Afterward, they interviewed the teachers, observed their classrooms, and used state tests to evaluate kids’ performance. The kids in the study gained eight points, or the equivalent of 3.5 months of instruction, on a standardized California test. The children who lagged the most also gained the most: economically disadvantaged students gained five months’ worth of instruction, girls gained six months, and English language learners added nine months.

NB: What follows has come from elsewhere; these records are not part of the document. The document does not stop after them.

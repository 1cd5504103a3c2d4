use std::fmt;
use std::str::FromStr;

use serde::{Deserialize, Deserializer, Serialize};

use crate::error::{Result, TrackerError};

#[derive(Debug, Clone, Copy, PartialEq, Eq, Default, Serialize, Deserialize)]
#[serde(rename_all = "lowercase")]
pub enum Gender {
    Male,
    /// Anything other than `"male"` takes the non-male formula branch.
    #[default]
    #[serde(other)]
    Female,
}

impl Gender {
    /// Label shown in prompts and reports.
    pub fn label(self) -> &'static str {
        match self {
            Gender::Male => "남성",
            Gender::Female => "여성",
        }
    }
}

impl fmt::Display for Gender {
    fn fmt(&self, f: &mut fmt::Formatter<'_>) -> fmt::Result {
        match self {
            Gender::Male => f.write_str("male"),
            Gender::Female => f.write_str("female"),
        }
    }
}

impl FromStr for Gender {
    type Err = TrackerError;

    fn from_str(s: &str) -> Result<Self> {
        match s.trim().to_lowercase().as_str() {
            "male" | "m" => Ok(Gender::Male),
            "female" | "f" => Ok(Gender::Female),
            other => Err(TrackerError::InvalidInput(format!(
                "알 수 없는 성별 '{other}' (male 또는 female)"
            ))),
        }
    }
}

/// Body measurements used for the recommendation.
///
/// Stored as a single record and replaced wholesale on every save. A field
/// is `None` when it was never entered, or when the saved value is empty,
/// zero or not a number.
#[derive(Debug, Clone, Copy, PartialEq, Default, Serialize, Deserialize)]
pub struct UserProfile {
    #[serde(default, deserialize_with = "lenient_number", skip_serializing_if = "Option::is_none")]
    pub height: Option<f64>,

    #[serde(default, deserialize_with = "lenient_number", skip_serializing_if = "Option::is_none")]
    pub weight: Option<f64>,

    #[serde(default, deserialize_with = "lenient_number", skip_serializing_if = "Option::is_none")]
    pub age: Option<f64>,

    #[serde(default, deserialize_with = "lenient_gender")]
    pub gender: Gender,
}

impl UserProfile {
    pub fn new(height_cm: f64, weight_kg: f64, age_years: f64, gender: Gender) -> Self {
        Self {
            height: Some(height_cm),
            weight: Some(weight_kg),
            age: Some(age_years),
            gender,
        }
    }

    /// `(height_cm, weight_kg, age_years)` when all three are present.
    pub fn measurements(&self) -> Option<(f64, f64, f64)> {
        Some((self.height?, self.weight?, self.age?))
    }

    pub fn is_complete(&self) -> bool {
        self.measurements().is_some()
    }
}

/// Accepts numbers or numeric strings; empty, zero and unparseable values
/// decode as missing.
#[derive(Deserialize)]
#[serde(untagged)]
enum RawNumber {
    Number(f64),
    Text(String),
    Other(serde::de::IgnoredAny),
}

impl RawNumber {
    fn into_value(self) -> Option<f64> {
        let value = match self {
            RawNumber::Number(n) => n,
            RawNumber::Text(s) => s.trim().parse().ok()?,
            RawNumber::Other(_) => return None,
        };
        (value.is_finite() && value != 0.0).then_some(value)
    }
}

fn lenient_number<'de, D>(deserializer: D) -> std::result::Result<Option<f64>, D::Error>
where
    D: Deserializer<'de>,
{
    let raw = Option::<RawNumber>::deserialize(deserializer)?;
    Ok(raw.and_then(RawNumber::into_value))
}

/// Only the string `"male"` selects `Gender::Male`; null, other strings
/// and non-string values all decode as `Gender::Female`.
#[derive(Deserialize)]
#[serde(untagged)]
enum RawGender {
    Text(String),
    Other(serde::de::IgnoredAny),
}

fn lenient_gender<'de, D>(deserializer: D) -> std::result::Result<Gender, D::Error>
where
    D: Deserializer<'de>,
{
    let raw = Option::<RawGender>::deserialize(deserializer)?;
    Ok(match raw {
        Some(RawGender::Text(s)) if s == "male" => Gender::Male,
        _ => Gender::Female,
    })
}
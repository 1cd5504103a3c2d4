use clap::Parser;
use tracing_subscriber::EnvFilter;

use meal_tracker_rs::cli::{Cli, Command};
use meal_tracker_rs::config::Config;
use meal_tracker_rs::error::{Result, TrackerError};
use meal_tracker_rs::interface::{
    display_food_table, display_meals, display_profile, display_report, prompt_food_name,
    prompt_profile, prompt_yes_no,
};
use meal_tracker_rs::models::Gender;
use meal_tracker_rs::state::TrackerStore;

fn main() {
    let cli = Cli::parse();
    init_logging(cli.verbose);

    if let Err(e) = run(cli) {
        eprintln!("오류: {}", e);
        std::process::exit(1);
    }
}

fn init_logging(verbose: bool) {
    let default = if verbose {
        "meal_tracker_rs=debug"
    } else {
        "meal_tracker_rs=warn"
    };

    tracing_subscriber::fmt()
        .with_env_filter(
            EnvFilter::try_from_default_env().unwrap_or_else(|_| EnvFilter::new(default)),
        )
        .with_writer(std::io::stderr)
        .init();
}

fn run(cli: Cli) -> Result<()> {
    let config = Config::from_data_dir(&cli.data_dir);
    let mut store = TrackerStore::load(config)?;
    let command = cli.command.unwrap_or_default();

    match command {
        Command::List => cmd_list(&store),
        Command::Foods => {
            display_food_table();
            Ok(())
        }
        Command::Profile {
            height,
            weight,
            age,
            gender,
        } => cmd_profile(&mut store, height, weight, age, gender),
        Command::Add { food } => cmd_add(&mut store, food),
        Command::Remove { index } => cmd_remove(&mut store, index),
        Command::Report => cmd_report(&mut store),
        Command::Clear { yes } => cmd_clear(&mut store, yes),
    }
}

fn cmd_list(store: &TrackerStore) -> Result<()> {
    display_meals(store.meals().entries());
    Ok(())
}

/// Save the profile, prompting for whatever was not passed as a flag.
fn cmd_profile(
    store: &mut TrackerStore,
    height: Option<f64>,
    weight: Option<f64>,
    age: Option<f64>,
    gender: Option<Gender>,
) -> Result<()> {
    let profile = prompt_profile(store.profile(), height, weight, age, gender)?;
    store.set_profile(profile)?;

    println!("정보가 저장되었습니다.");
    display_profile(&profile);
    Ok(())
}

fn cmd_add(store: &mut TrackerStore, food: Option<String>) -> Result<()> {
    let name = match food {
        Some(name) => name,
        None => prompt_food_name()?,
    };

    let entry = store.add_meal(&name)?;
    println!(
        "{} (100g) 추가됨 - Cal: {}, C: {}g, P: {}g, F: {}g",
        entry.name, entry.calories, entry.carbs, entry.protein, entry.fat
    );
    Ok(())
}

fn cmd_remove(store: &mut TrackerStore, position: usize) -> Result<()> {
    let index = store.meals().index_for_position(position)?;

    let removed = store.remove_meal(index)?;
    println!("{} 삭제됨", removed.name);
    display_meals(store.meals().entries());
    Ok(())
}

/// Show the report, sending the user through the profile form first if needed.
fn cmd_report(store: &mut TrackerStore) -> Result<()> {
    let report = match store.report() {
        Err(TrackerError::ProfileIncomplete) => {
            println!("먼저 키, 몸무게, 나이, 성별을 입력해주세요.");
            let profile = prompt_profile(store.profile(), None, None, None, None)?;
            store.set_profile(profile)?;
            store.report()?
        }
        other => other?,
    };

    display_report(&report);
    Ok(())
}

fn cmd_clear(store: &mut TrackerStore, yes: bool) -> Result<()> {
    if store.meals().is_empty() {
        println!("오늘 기록된 식사가 없습니다.");
        return Ok(());
    }

    if !yes && !prompt_yes_no("오늘의 식사 기록을 모두 삭제할까요?", false)? {
        return Ok(());
    }

    store.clear_meals()?;
    println!("오늘의 식사 기록을 삭제했습니다.");
    Ok(())
}
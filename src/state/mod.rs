mod meals;
mod persistence;
mod store;

pub use meals::MealLog;
pub use persistence::{load_meals, load_profile, save_meals, save_profile};
pub use store::TrackerStore;
use serde::{Deserialize, Serialize};

use crate::models::food::{Food, Macros};

/// A 100g portion of a food, copied from the table when it was added.
#[derive(Debug, Clone, PartialEq, Serialize, Deserialize)]
pub struct MealEntry {
    pub name: String,
    pub calories: f64,
    pub carbs: f64,
    pub protein: f64,
    pub fat: f64,
}

impl MealEntry {
    pub fn from_food(food: Food) -> Self {
        let Macros {
            calories,
            carbs,
            protein,
            fat,
        } = food.macros();

        Self {
            name: food.name().to_string(),
            calories,
            carbs,
            protein,
            fat,
        }
    }

    pub fn macros(&self) -> Macros {
        Macros::new(self.calories, self.carbs, self.protein, self.fat)
    }
}

/// Sum of all meal entries for the day.
#[derive(Debug, Clone, Copy, PartialEq, Default)]
pub struct DailyTotals {
    pub calories: f64,
    pub carbs: f64,
    pub protein: f64,
    pub fat: f64,
}

impl DailyTotals {
    pub fn add(&mut self, entry: &MealEntry) {
        self.calories += entry.calories;
        self.carbs += entry.carbs;
        self.protein += entry.protein;
        self.fat += entry.fat;
    }
}

impl<'a> FromIterator<&'a MealEntry> for DailyTotals {
    fn from_iter<I: IntoIterator<Item = &'a MealEntry>>(iter: I) -> Self {
        iter.into_iter().fold(DailyTotals::default(), |mut acc, e| {
            acc.add(e);
            acc
        })
    }
}
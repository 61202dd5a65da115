use super::header::Header;
use iquery_domain::HEADER_LEN;
use std::io::{self, Read};
use tracing::debug;

pub const DEFAULT_MESSAGE_CAPACITY: usize = 10_000;

/// Owned, fixed-capacity message bytes with a logical fill length.
///
/// The backing storage is zero-filled and never shorter than [`HEADER_LEN`],
/// so a header view is always available even when fewer bytes were read.
#[derive(Debug, Clone, PartialEq, Eq)]
pub struct MessageBuffer {
    storage: Vec<u8>,
    len: usize,
    capacity: usize,
}

impl MessageBuffer {
    pub fn with_capacity(capacity: usize) -> Self {
        Self {
            storage: vec![0u8; capacity.max(HEADER_LEN)],
            len: 0,
            capacity,
        }
    }

    /// Wraps already-assembled message bytes; capacity equals their length.
    pub fn from_bytes(bytes: &[u8]) -> Self {
        let mut buffer = Self::with_capacity(bytes.len());
        buffer.storage[..bytes.len()].copy_from_slice(bytes);
        buffer.len = bytes.len();
        buffer
    }

    pub fn len(&self) -> usize {
        self.len
    }

    pub fn is_empty(&self) -> bool {
        self.len == 0
    }

    pub fn capacity(&self) -> usize {
        self.capacity
    }

    /// The filled portion of the buffer.
    pub fn as_slice(&self) -> &[u8] {
        &self.storage[..self.len]
    }

    pub fn header(&self) -> Header<&[u8]> {
        Header::over_storage(&self.storage[..])
    }

    pub fn header_mut(&mut self) -> Header<&mut [u8]> {
        Header::over_storage(&mut self.storage[..])
    }

    fn push(&mut self, byte: u8) -> bool {
        if self.len >= self.capacity {
            return false;
        }
        self.storage[self.len] = byte;
        self.len += 1;
        true
    }
}

/// Fills a [`MessageBuffer`] one byte at a time from a byte source.
#[derive(Debug, Clone, Copy)]
pub struct MessageBufferBuilder {
    capacity: usize,
}

impl MessageBufferBuilder {
    pub fn new(capacity: usize) -> Self {
        Self { capacity }
    }

    /// Reads until the source is exhausted or `capacity` bytes are stored.
    ///
    /// Callers reading from a file should hand in a `BufReader`.
    pub fn build<R: Read>(&self, source: R) -> io::Result<MessageBuffer> {
        let mut buffer = MessageBuffer::with_capacity(self.capacity);

        for byte in source.bytes() {
            if !buffer.push(byte?) {
                break;
            }
        }

        debug!(
            bytes = buffer.len(),
            capacity = self.capacity,
            "Message buffer filled"
        );
        Ok(buffer)
    }
}

impl Default for MessageBufferBuilder {
    fn default() -> Self {
        Self::new(DEFAULT_MESSAGE_CAPACITY)
    }
}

Previous research shows that when teachers feel math anxiety, girls’ performance can suffer. Additional research from the University of Chicago shows the same is true for parents: those who were anxious themselves were more likely to transmit this anxiety to their kids if they spent a lot of time helping them with homework. (This latter point suggests the issue was not genetic but behavioral, since the children who helped with homework showed the greatest transmission effect.)

Boaler’s work tries to empower teachers to confront this. She is a disciple of Carol Dweck, a psychology professor at Stanford, whose research on growth mindset—the belief that your effort matters and that intelligence is malleable, not fixed at birth—has permeated every corner of the globe. (Dweck’s work has been challenged by some, including Dweck herself, who says it’s being misconstrued.)

In an email to subscribers to YouCubed, a site dedicated to building better math mindsets, Boaler writes:

Interestingly, these changes came about because the teachers changed their ideas about who they were, and let go of myths that only some people can learn math. When they developed a growth mindset about themselves they were able to teach students with a mathematical mindset approach – sharing the important brain science and teaching math as a visual, creative subject.

The study was small, and it is not clear whether the mechanism by which the students improved was their teachers’ improved growth mindset, or the benefit of better materials and instruction. Also, it would be remarkable if a three-year course did not have an effect.

Nonetheless, the results are promising. Boaler said one of her favorite moments came when a principal from one of the schools in the study told her that his teachers used to rush through math time to get through it quickly. Now they sit around into the evening discussing cool visual math problems. Kayla, a teacher, has this to say, according to the study: “I thought it was going to be great for the kids, I never expected it to change me, that’s been my greatest revelation in all of it.”